By Siraj Wahab
Suicide bombers and gunmen attacked the Iranian Parliament and the mausoleum of Ayatollah Khomeini in Tehran on Wednesday, killing at least 12 people in a twin assault.
Daesh claimed responsibility and released a video purporting to show gunmen inside the Parliament building. It also threatened more attacks against Iran.
Iranian police said they had arrested five suspects in connection with the attacks and the country’s supreme leader, Ayatollah Ali Khamenei, struck a defiant tone.
“These fireworks have no effect on Iran.
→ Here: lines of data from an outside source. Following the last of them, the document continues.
use std::fs;
use std::path::Path;

use indexmap::IndexMap;
use serde::Deserialize;

use crate::error::ConfigError;

/// Top-level project configuration loaded from `.oac.yaml`.
#[derive(Debug, Clone, Deserialize)]
#[serde(default)]
pub struct OacConfig {
    pub input: String,
    pub output: String,
    /// Module generated code imports its runtime helpers from.
    pub runtime_module: String,
    pub targets: Targets,
    /// Extra or overriding string formats, keyed by format name.
    pub formats: IndexMap<String, FormatConfig>,
}

impl Default for OacConfig {
    fn default() -> Self {
        Self {
            input: "openapi.yaml".to_string(),
            output: "src/generated".to_string(),
            runtime_module: DEFAULT_RUNTIME_MODULE.to_string(),
            targets: Targets::default(),
            formats: IndexMap::new(),
        }
    }
}

pub const DEFAULT_RUNTIME_MODULE: &str = "oac-runtime";

/// Which output files to produce.
#[derive(Debug, Clone, Copy, PartialEq, Eq, Deserialize)]
#[serde(default)]
pub struct Targets {
    pub types: bool,
    pub validators: bool,
    pub client: bool,
    pub server: bool,
}

impl Default for Targets {
    fn default() -> Self {
        Self {
            types: true,
            validators: true,
            client: true,
            server: true,
        }
    }
}

/// A user-declared string format.
#[derive(Debug, Clone, PartialEq, Eq, Deserialize)]
pub struct FormatConfig {
    /// Type expression of the parsed value.
    #[serde(rename = "type")]
    pub type_name: String,
    pub parse: FunctionSpec,
    pub serialize: FunctionSpec,
    #[serde(default)]
    pub instanceof: Option<FunctionSpec>,
    /// Module name → imported symbols.
    #[serde(default)]
    pub imports: IndexMap<String, Vec<String>>,
}

/// A one-parameter expression: `body` with `param` standing for the input.
#[derive(Debug, Clone, PartialEq, Eq, Deserialize)]
pub struct FunctionSpec {
    pub param: String,
    pub body: String,
}

/// Default config file name.
pub const CONFIG_FILE_NAME: &str = ".oac.yaml";

/// Load config from a YAML file. Returns `None` if the file doesn't exist.
pub fn load_config(path: &Path) -> Result<Option<OacConfig>, ConfigError> {
    if !path.exists() {
        return Ok(None);
    }
    let content = fs::read_to_string(path).map_err(|source| ConfigError::Io {
        path: path.display().to_string(),
        source,
    })?;
    let config = parse_config(&content).map_err(|source| ConfigError::Yaml {
        path: path.display().to_string(),
        source,
    })?;
    log::debug!("loaded config from {}", path.display());
    Ok(Some(config))
}

pub fn parse_config(content: &str) -> Result<OacConfig, serde_yaml_ng::Error> {
    serde_yaml_ng::from_str(content)
}

/// Generate the default config file content.
pub fn default_config_content() -> &'static str {
    r#"# oac configuration
input: openapi.yaml
output: src/generated
runtime_module: oac-runtime

targets:
  types: true
  validators: true
  client: true
  server: true

# Extra string formats. `param` names the input inside `body`.
formats: {}
  # decimal:
  #   type: Decimal
  #   parse: { param: s, body: "new Decimal(s)" }
  #   serialize: { param: d, body: "d.toString()" }
  #   instanceof: { param: v, body: "v instanceof Decimal" }
  #   imports:
  #     decimal.js: [Decimal]
"#
}

#[cfg(test)]
mod tests {
    use super::*;

    #[test]
    fn test_default_config() {
        let config = OacConfig::default();
        assert_eq!(config.input, "openapi.yaml");
        assert_eq!(config.output, "src/generated");
        assert_eq!(config.runtime_module, "oac-runtime");
        assert!(config.targets.client && config.targets.server);
        assert!(config.formats.is_empty());
    }

    #[test]
    fn test_parse_config_yaml() {
        let yaml = r#"
input: spec.yaml
output: out
targets:
  server: false
formats:
  decimal:
    type: Decimal
    parse: { param: s, body: "new Decimal(s)" }
    serialize: { param: d, body: "d.toString()" }
    imports:
      decimal.js: [Decimal]
"#;
        let config = parse_config(yaml).unwrap();
        assert_eq!(config.input, "spec.yaml");
        assert!(!config.targets.server);
        assert!(config.targets.types);
        let decimal = &config.formats["decimal"];
        assert_eq!(decimal.type_name, "Decimal");
        assert_eq!(decimal.parse.param, "s");
        assert!(decimal.instanceof.is_none());
        assert_eq!(decimal.imports["decimal.js"], vec!["Decimal".to_string()]);
    }

    #[test]
    fn test_default_content_parses() {
        let config = parse_config(default_config_content()).unwrap();
        assert_eq!(config.runtime_module, DEFAULT_RUNTIME_MODULE);
    }

    #[test]
    fn test_missing_file_is_none() {
        let result = load_config(Path::new("/nonexistent/.oac.yaml")).unwrap();
        assert!(result.is_none());
    }
}
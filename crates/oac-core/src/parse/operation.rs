use std::fmt;

use indexmap::IndexMap;
use serde::{Deserialize, Serialize};

use super::content::{RequestBodyOrRef, ResponseOrRef};
use super::parameter::ParameterOrRef;
use super::security::SecurityRequirement;

/// HTTP method.
#[derive(Debug, Clone, Copy, PartialEq, Eq, Hash)]
pub enum HttpMethod {
    Get,
    Put,
    Post,
    Delete,
    Options,
    Head,
    Patch,
    Trace,
}

impl HttpMethod {
    pub fn as_str(&self) -> &'static str {
        match self {
            HttpMethod::Get => "GET",
            HttpMethod::Put => "PUT",
            HttpMethod::Post => "POST",
            HttpMethod::Delete => "DELETE",
            HttpMethod::Options => "OPTIONS",
            HttpMethod::Head => "HEAD",
            HttpMethod::Patch => "PATCH",
            HttpMethod::Trace => "TRACE",
        }
    }
}

impl fmt::Display for HttpMethod {
    fn fmt(&self, f: &mut fmt::Formatter<'_>) -> fmt::Result {
        f.write_str(self.as_str())
    }
}

/// An API operation.
#[derive(Debug, Clone, PartialEq, Default, Serialize, Deserialize)]
pub struct Operation {
    #[serde(rename = "operationId", skip_serializing_if = "Option::is_none")]
    pub operation_id: Option<String>,

    #[serde(skip_serializing_if = "Option::is_none")]
    pub summary: Option<String>,

    #[serde(skip_serializing_if = "Option::is_none")]
    pub description: Option<String>,

    #[serde(default, skip_serializing_if = "Vec::is_empty")]
    pub parameters: Vec<ParameterOrRef>,

    #[serde(rename = "requestBody", skip_serializing_if = "Option::is_none")]
    pub request_body: Option<RequestBodyOrRef>,

    #[serde(default, skip_serializing_if = "IndexMap::is_empty")]
    pub responses: IndexMap<String, ResponseOrRef>,

    #[serde(skip_serializing_if = "Option::is_none")]
    pub deprecated: Option<bool>,

    #[serde(skip_serializing_if = "Option::is_none")]
    pub security: Option<Vec<SecurityRequirement>>,
}

/// A path item, containing operations keyed by HTTP method.
#[derive(Debug, Clone, PartialEq, Default, Serialize, Deserialize)]
pub struct PathItem {
    #[serde(default, skip_serializing_if = "Vec::is_empty")]
    pub parameters: Vec<ParameterOrRef>,

    #[serde(skip_serializing_if = "Option::is_none")]
    pub get: Option<Operation>,
    #[serde(skip_serializing_if = "Option::is_none")]
    pub put: Option<Operation>,
    #[serde(skip_serializing_if = "Option::is_none")]
    pub post: Option<Operation>,
    #[serde(skip_serializing_if = "Option::is_none")]
    pub delete: Option<Operation>,
    #[serde(skip_serializing_if = "Option::is_none")]
    pub options: Option<Operation>,
    #[serde(skip_serializing_if = "Option::is_none")]
    pub head: Option<Operation>,
    #[serde(skip_serializing_if = "Option::is_none")]
    pub patch: Option<Operation>,
    #[serde(skip_serializing_if = "Option::is_none")]
    pub trace: Option<Operation>,
}

impl PathItem {
    /// Declared operations in a fixed method order.
    pub fn operations(&self) -> Vec<(HttpMethod, &Operation)> {
        [
            (HttpMethod::Get, &self.get),
            (HttpMethod::Put, &self.put),
            (HttpMethod::Post, &self.post),
            (HttpMethod::Delete, &self.delete),
            (HttpMethod::Options, &self.options),
            (HttpMethod::Head, &self.head),
            (HttpMethod::Patch, &self.patch),
            (HttpMethod::Trace, &self.trace),
        ]
        .into_iter()
        .filter_map(|(method, op)| op.as_ref().map(|op| (method, op)))
        .collect()
    }
}
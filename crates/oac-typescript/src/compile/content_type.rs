//! Content types: wildcard matching and the built-in body codecs.

use oac_core::error::CompileError;
use oac_core::parse::content::MediaType;

use super::Compiler;
use super::transform::Mode;
use crate::context::Context;
use crate::fragment::Code;
use crate::{cat, code};

/// `type/subtype` matching where either part of `pattern` may be `*`.
///
/// A wildcard in `target` only matches a wildcard in `pattern`, so
/// `matches("text/plain", "text/*")` is false. A `target` without a
/// subtype only matches a `pattern` without one.
pub fn matches(pattern: &str, target: &str) -> bool {
    let (pattern_type, pattern_sub) = split(essence(pattern));
    let (target_type, target_sub) = split(essence(target));
    match (pattern_sub, target_sub) {
        (Some(pattern_sub), Some(target_sub)) => {
            part_matches(pattern_type, target_type) && part_matches(pattern_sub, target_sub)
        }
        (None, None) => part_matches(pattern_type, target_type),
        _ => false,
    }
}

fn part_matches(pattern: &str, target: &str) -> bool {
    pattern == "*" || pattern.eq_ignore_ascii_case(target)
}

fn split(essence: &str) -> (&str, Option<&str>) {
    match essence.split_once('/') {
        Some((kind, sub)) => (kind, Some(sub)),
        None => (essence, None),
    }
}

/// The media type without parameters: `text/plain; charset=utf-8` → `text/plain`.
pub fn essence(content_type: &str) -> &str {
    content_type.split(';').next().unwrap_or("").trim()
}

/// First pattern in declaration order that matches `target`.
pub fn first_match<'p>(patterns: impl IntoIterator<Item = &'p str>, target: &str) -> Option<&'p str> {
    patterns.into_iter().find(|pattern| matches(pattern, target))
}

#[derive(Debug, Clone, Copy, PartialEq, Eq)]
pub enum BodyCodec {
    Json,
    Form,
    Text,
    Binary,
    /// Unrecognised content type, passed through as bytes.
    Raw,
}

impl BodyCodec {
    pub fn for_content_type(content_type: &str) -> Self {
        let essence = essence(content_type).to_ascii_lowercase();
        match essence.as_str() {
            "application/json" => BodyCodec::Json,
            "application/x-www-form-urlencoded" => BodyCodec::Form,
            "application/binary" | "application/octet-stream" => BodyCodec::Binary,
            _ if matches("text/*", &essence) => BodyCodec::Text,
            _ => BodyCodec::Raw,
        }
    }
}

impl Compiler<'_> {
    /// Type of a body value with the given content type.
    pub fn body_type(
        &self,
        ctx: &mut Context,
        codec: BodyCodec,
        media: &MediaType,
    ) -> Result<Code, CompileError> {
        match (codec, &media.schema) {
            (BodyCodec::Json | BodyCodec::Form, Some(schema)) => self.schema_to_type(ctx, schema),
            (BodyCodec::Json | BodyCodec::Form, None) => Ok(code!("unknown")),
            (BodyCodec::Text, _) => Ok(code!("string")),
            (BodyCodec::Binary | BodyCodec::Raw, _) => Ok(code!("Uint8Array")),
        }
    }

    /// Statements reading a body from `source` (anything with async `text()`
    /// and `bytes()`), and the expression holding the decoded value.
    pub fn decode_body(
        &self,
        ctx: &mut Context,
        codec: BodyCodec,
        media: &MediaType,
        source: &str,
    ) -> Result<(Code, Code), CompileError> {
        match codec {
            BodyCodec::Json | BodyCodec::Form => {
                let (name, read) = if codec == BodyCodec::Json {
                    let name = ctx.fresh("json");
                    let read = format!("JSON.parse(await {source}.text())");
                    (name, read)
                } else {
                    ctx.use_query_string();
                    let name = ctx.fresh("form");
                    let read = format!("qs.parse(await {source}.text())");
                    (name, read)
                };
                let statement = code!("const {name}: any = {read};");
                let value = match &media.schema {
                    Some(schema) => self.schema_to_parser(ctx, schema, &code!("{name}"))?,
                    None => code!("{name}"),
                };
                Ok((statement, value))
            }
            BodyCodec::Text => {
                let name = ctx.fresh("text");
                Ok((code!("const {name} = await {source}.text();"), code!("{name}")))
            }
            BodyCodec::Binary | BodyCodec::Raw => {
                let name = ctx.fresh("bytes");
                Ok((code!("const {name} = await {source}.bytes();"), code!("{name}")))
            }
        }
    }

    /// Wire form (`string` or `Uint8Array`) of a typed body value.
    pub fn encode_body(
        &self,
        ctx: &mut Context,
        codec: BodyCodec,
        media: &MediaType,
        value: &Code,
    ) -> Result<Code, CompileError> {
        let serialized = match &media.schema {
            Some(schema) => self.schema_to_transform(ctx, schema, Mode::Serializer, value)?,
            None => value.clone(),
        };
        match codec {
            BodyCodec::Json => Ok(cat!("JSON.stringify(", serialized, ")")),
            BodyCodec::Form => {
                ctx.use_query_string();
                Ok(cat!("qs.stringify(", serialized, ")"))
            }
            BodyCodec::Text | BodyCodec::Binary | BodyCodec::Raw => Ok(value.clone()),
        }
    }
}

#[cfg(test)]
mod tests {
    use super::*;

    #[test]
    fn test_wildcards() {
        assert!(matches("text/*", "text/plain"));
        assert!(matches("*/*", "anything/here"));
        assert!(!matches("text/plain", "text/*"));
        assert!(matches("text/*", "text/*"));
        assert!(!matches("application/json", "text/json"));
    }

    #[test]
    fn test_missing_subtype_never_matches_a_wildcard() {
        assert!(!matches("text/*", "text"));
        assert!(!matches("*/*", "text"));
        assert!(!matches("text", "text/plain"));
        assert!(matches("text", "TEXT"));
        assert_eq!(BodyCodec::for_content_type("text"), BodyCodec::Raw);
    }

    #[test]
    fn test_parameters_and_case_are_ignored() {
        assert!(matches("application/json", "Application/JSON; charset=utf-8"));
        assert_eq!(essence("text/plain ; q=1"), "text/plain");
    }

    #[test]
    fn test_first_match_keeps_order() {
        let declared = ["text/*", "text/plain"];
        assert_eq!(first_match(declared, "text/plain"), Some("text/*"));
        assert_eq!(first_match(declared, "image/png"), None);
    }

    #[test]
    fn test_codecs() {
        assert_eq!(BodyCodec::for_content_type("application/json"), BodyCodec::Json);
        assert_eq!(
            BodyCodec::for_content_type("application/x-www-form-urlencoded"),
            BodyCodec::Form
        );
        assert_eq!(BodyCodec::for_content_type("text/csv"), BodyCodec::Text);
        assert_eq!(BodyCodec::for_content_type("application/octet-stream"), BodyCodec::Binary);
        assert_eq!(BodyCodec::for_content_type("application/binary"), BodyCodec::Binary);
        assert_eq!(BodyCodec::for_content_type("image/png"), BodyCodec::Raw);
    }

    #[test]
    fn test_classification_is_repeatable() {
        let first = BodyCodec::for_content_type("application/xml");
        assert_eq!(first, BodyCodec::Raw);
        assert_eq!(BodyCodec::for_content_type("application/xml"), first);
    }
}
They will soon be eliminated … They are too small to affect the will of the Iranian nation and its officials,” state TV quoted him saying.
Iran’s Revolutionary Guard Corps accused Riyadh of being behind the attacks and vowed to seek revenge.
Saudi Foreign Minister Adel Al-Jubeir, speaking in Berlin, said he did not know who was responsible for the attacks and said there was no evidence Saudi extremists were involved.
Late Wednesday, Reza Seifollhai, the deputy head of the Iran’s National Security Council, said in an interview on state television that the assailants were from Iran.
“About the identity of the attackers, I should say they were from parts of Iran, and had joined Daesh,” he said.
Political analyst and former US diplomat Ali Khedery said the principal lesson for Iran from these attacks “is that this is what terrorism looks like and feels like in real life.”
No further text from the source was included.